Mass, attrition and speed are challenging the old defense habit of buying fewer, costlier systems

By Michael A. Cook · Opinion · Published
Opinion: The Cheap Drone Era Is Exposing Washington’s Expensive Assumptions
CGN News / Cook Global News Network / Opinion / All Rights Reserved

INDIANAPOLIS | The cheap drone era is exposing one of Washington’s most expensive assumptions: that military power can be protected by buying fewer, more complicated and more costly systems.

The Washington Post’s reporting on the Pentagon’s contest for cheap killer drones fits a lesson already visible in Ukraine and across the Middle East. Small, replaceable systems can impose real costs on expensive platforms, infrastructure and troops.

This does not mean the United States should abandon aircraft carriers, fighter jets, submarines or air-defense systems. It means the country cannot pretend that the future will be fought only with exquisite platforms built slowly and purchased in limited numbers.

The official push to build hundreds of thousands of drones quickly and cheaply is a sign that the Pentagon understands the math is changing. If a cheap drone can force the use of a multimillion-dollar interceptor, the defender may win the tactical exchange and still lose the economic one.

Washington’s procurement culture was not designed for that reality. It favors long timelines, complex requirements and large incumbents. The drone era rewards iteration, field testing, manufacturing flexibility and fast replacement.

There is also a moral and oversight problem. Cheaper systems are not automatically safer or more accountable. If government moves fast, Congress and the public still need clear rules on testing, targeting, export controls and civilian protection.

But the strategic direction is unavoidable. Mass matters again. Attrition matters again. Production speed matters again. The country that can build, update and replace systems quickly will have advantages the old procurement model cannot easily match.

The Pentagon’s challenge is to modernize without losing discipline. The cheap drone era should not become a blank check for hype.
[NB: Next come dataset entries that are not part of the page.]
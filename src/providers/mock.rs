/*!
 * Mock provider implementations for testing.
 *
 * This module provides mock providers that simulate different behaviors:
 * - `MockProvider::uppercase()` - Always succeeds, returning the input uppercased
 * - `MockProvider::failing()` - Always fails with an error
 * - `MockProvider::fail_first(n)` - Fails the first n requests, then succeeds
 * - `MockProvider::slow_first(ms)` - First request succeeds slowly, later ones fast
 */

use async_trait::async_trait;
use std::sync::Arc;
use std::sync::atomic::{AtomicUsize, Ordering};
use std::time::Duration;

use crate::errors::ProviderError;
use crate::providers::Provider;

/// Behavior mode for the mock provider
#[derive(Debug, Clone, Copy, PartialEq)]
pub enum MockBehavior {
    /// Always succeeds, returning the uppercased input
    Uppercase,
    /// Always fails with an error
    Failing,
    /// Fails the first `failures` requests, then succeeds
    FailFirst {
        /// Number of leading requests that fail
        failures: usize
    },
    /// First request sleeps for `delay_ms` before succeeding, later requests
    /// return immediately (for post-hoc slow-response classification tests)
    SlowFirst {
        /// Artificial delay of the first request in milliseconds
        delay_ms: u64
    },
}

/// Mock provider for testing translation behavior
#[derive(Debug)]
pub struct MockProvider {
    /// Behavior mode
    behavior: MockBehavior,
    /// Request counter
    request_count: Arc<AtomicUsize>,
}

impl MockProvider {
    /// Create a new mock provider with the specified behavior
    pub fn new(behavior: MockBehavior) -> Self {
        Self {
            behavior,
            request_count: Arc::new(AtomicUsize::new(0)),
        }
    }

    /// Create a working mock provider that uppercases its input
    pub fn uppercase() -> Self {
        Self::new(MockBehavior::Uppercase)
    }

    /// Create a failing mock provider that always errors
    pub fn failing() -> Self {
        Self::new(MockBehavior::Failing)
    }

    /// Create a mock provider that fails the first `failures` requests
    pub fn fail_first(failures: usize) -> Self {
        Self::new(MockBehavior::FailFirst { failures })
    }

    /// Create a mock provider whose first request is slow
    pub fn slow_first(delay_ms: u64) -> Self {
        Self::new(MockBehavior::SlowFirst { delay_ms })
    }

    /// Number of translate requests received so far
    pub fn request_count(&self) -> usize {
        self.request_count.load(Ordering::SeqCst)
    }

    /// Shared handle to the request counter, for asserting call counts after
    /// the provider has been moved into a translator
    pub fn counter(&self) -> Arc<AtomicUsize> {
        Arc::clone(&self.request_count)
    }
}

#[async_trait]
impl Provider for MockProvider {
    async fn translate(&self, text: &str, _source_language: &str, _target_language: &str) -> Result<String, ProviderError> {
        let request_number = self.request_count.fetch_add(1, Ordering::SeqCst) + 1;

        match self.behavior {
            MockBehavior::Uppercase => Ok(text.to_uppercase()),
            MockBehavior::Failing => {
                Err(ProviderError::RequestFailed("mock provider is configured to fail".to_string()))
            },
            MockBehavior::FailFirst { failures } => {
                if request_number <= failures {
                    Err(ProviderError::ConnectionError(format!(
                        "mock failure {} of {}", request_number, failures
                    )))
                } else {
                    Ok(text.to_uppercase())
                }
            },
            MockBehavior::SlowFirst { delay_ms } => {
                if request_number == 1 {
                    tokio::time::sleep(Duration::from_millis(delay_ms)).await;
                }
                Ok(text.to_uppercase())
            },
        }
    }

    async fn test_connection(&self) -> Result<(), ProviderError> {
        match self.behavior {
            MockBehavior::Failing => {
                Err(ProviderError::ConnectionError("mock provider is configured to fail".to_string()))
            },
            _ => Ok(()),
        }
    }
}
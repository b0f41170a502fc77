/*!
 * Common test utilities for the sheetlate test suite
 */

use std::sync::Arc;
use std::time::Duration;

use async_trait::async_trait;
use parking_lot::Mutex;

use sheetlate::providers::mock::MockProvider;
use sheetlate::sheet::{CellValue, Column, Sheet};
use sheetlate::translation::{RetryPolicy, Sleeper, Translator};

/// Install an env_logger for tests that exercise log output; repeat calls
/// are a no-op
pub fn init_test_logging() {
    let _ = env_logger::builder().is_test(true).try_init();
}

/// Sleeper that records requested pauses instead of waiting on the wall clock
#[derive(Default)]
pub struct RecordingSleeper {
    recorded: Arc<Mutex<Vec<Duration>>>,
}

impl RecordingSleeper {
    pub fn new() -> Self {
        Self::default()
    }

    /// Shared handle to the recorded pauses, usable after the sleeper has
    /// been moved into a translator
    pub fn log(&self) -> Arc<Mutex<Vec<Duration>>> {
        Arc::clone(&self.recorded)
    }
}

#[async_trait]
impl Sleeper for RecordingSleeper {
    async fn sleep(&self, duration: Duration) {
        self.recorded.lock().push(duration);
    }
}

/// Retry policy with distinctive, short durations for tests
pub fn test_policy() -> RetryPolicy {
    RetryPolicy {
        max_retries: 3,
        timeout: Duration::from_secs(5),
        throttle: Duration::from_millis(300),
        backoff: Duration::from_millis(1000),
    }
}

/// Translator wired to a mock provider and a recording sleeper
pub fn test_translator(provider: MockProvider, policy: RetryPolicy) -> (Translator, Arc<Mutex<Vec<Duration>>>) {
    let sleeper = RecordingSleeper::new();
    let log = sleeper.log();
    let translator = Translator::new(Box::new(provider), policy, "zh-CN", "en")
        .with_sleeper(Box::new(sleeper));
    (translator, log)
}

/// A small two-column sheet with mixed cell types
pub fn sample_sheet() -> Sheet {
    Sheet::new("Sheet1", vec![
        Column::new("Name", vec![
            CellValue::Text("a".to_string()),
            CellValue::Number(3.0),
            CellValue::Empty,
            CellValue::Text("b".to_string()),
        ]),
        Column::new("Amount", vec![
            CellValue::Number(1.0),
            CellValue::Number(2.0),
            CellValue::Empty,
            CellValue::Number(4.0),
        ]),
    ])
}
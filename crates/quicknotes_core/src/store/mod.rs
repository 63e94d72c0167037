//! Async note store and live feed.
//!
//! # Responsibility
//! - Own the single SQLite connection behind a mutex.
//! - Run every storage call on a blocking worker, off the caller's thread.
//! - Publish a fresh ordered snapshot after each successful mutation.
//!
//! # Invariants
//! - Writes and their snapshot publication happen under the same lock, so
//!   observers see snapshots in write order.
//! - A write commits only together with a successful snapshot reload.
//! - Dropping a caller's future never aborts a write already handed to a
//!   worker.

use crate::repo::note_repo::{StoreError, StoreResult};
use parking_lot::Mutex;
use rusqlite::Connection;
use std::sync::Arc;

pub mod feed;
pub mod note_store;
pub mod prefs_store;

/// Shared handle to the store's connection.
pub type DbHandle = Arc<Mutex<Connection>>;

/// Runs `job` on the blocking pool and waits for it.
///
/// The job keeps running if the returned future is dropped.
pub(crate) async fn run_blocking<T, F>(job: F) -> StoreResult<T>
where
    F: FnOnce() -> StoreResult<T> + Send + 'static,
    T: Send + 'static,
{
    tokio::task::spawn_blocking(job)
        .await
        .map_err(|err| StoreError::Worker(err.to_string()))?
}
It should become a forcing mechanism for a defense system that measures success by battlefield usefulness, cost realism and accountable production.

Additional Reporting By: The Washington Post; U.S. Army; DefenseScoop; Breaking Defense

What this means

This opinion argues that low-cost drones are changing the economics of military power, not simply adding another gadget to the battlefield.

The key question is whether Washington can buy fast, test honestly and oversee responsibly without letting the urgency of mass production become an excuse for weak accountability.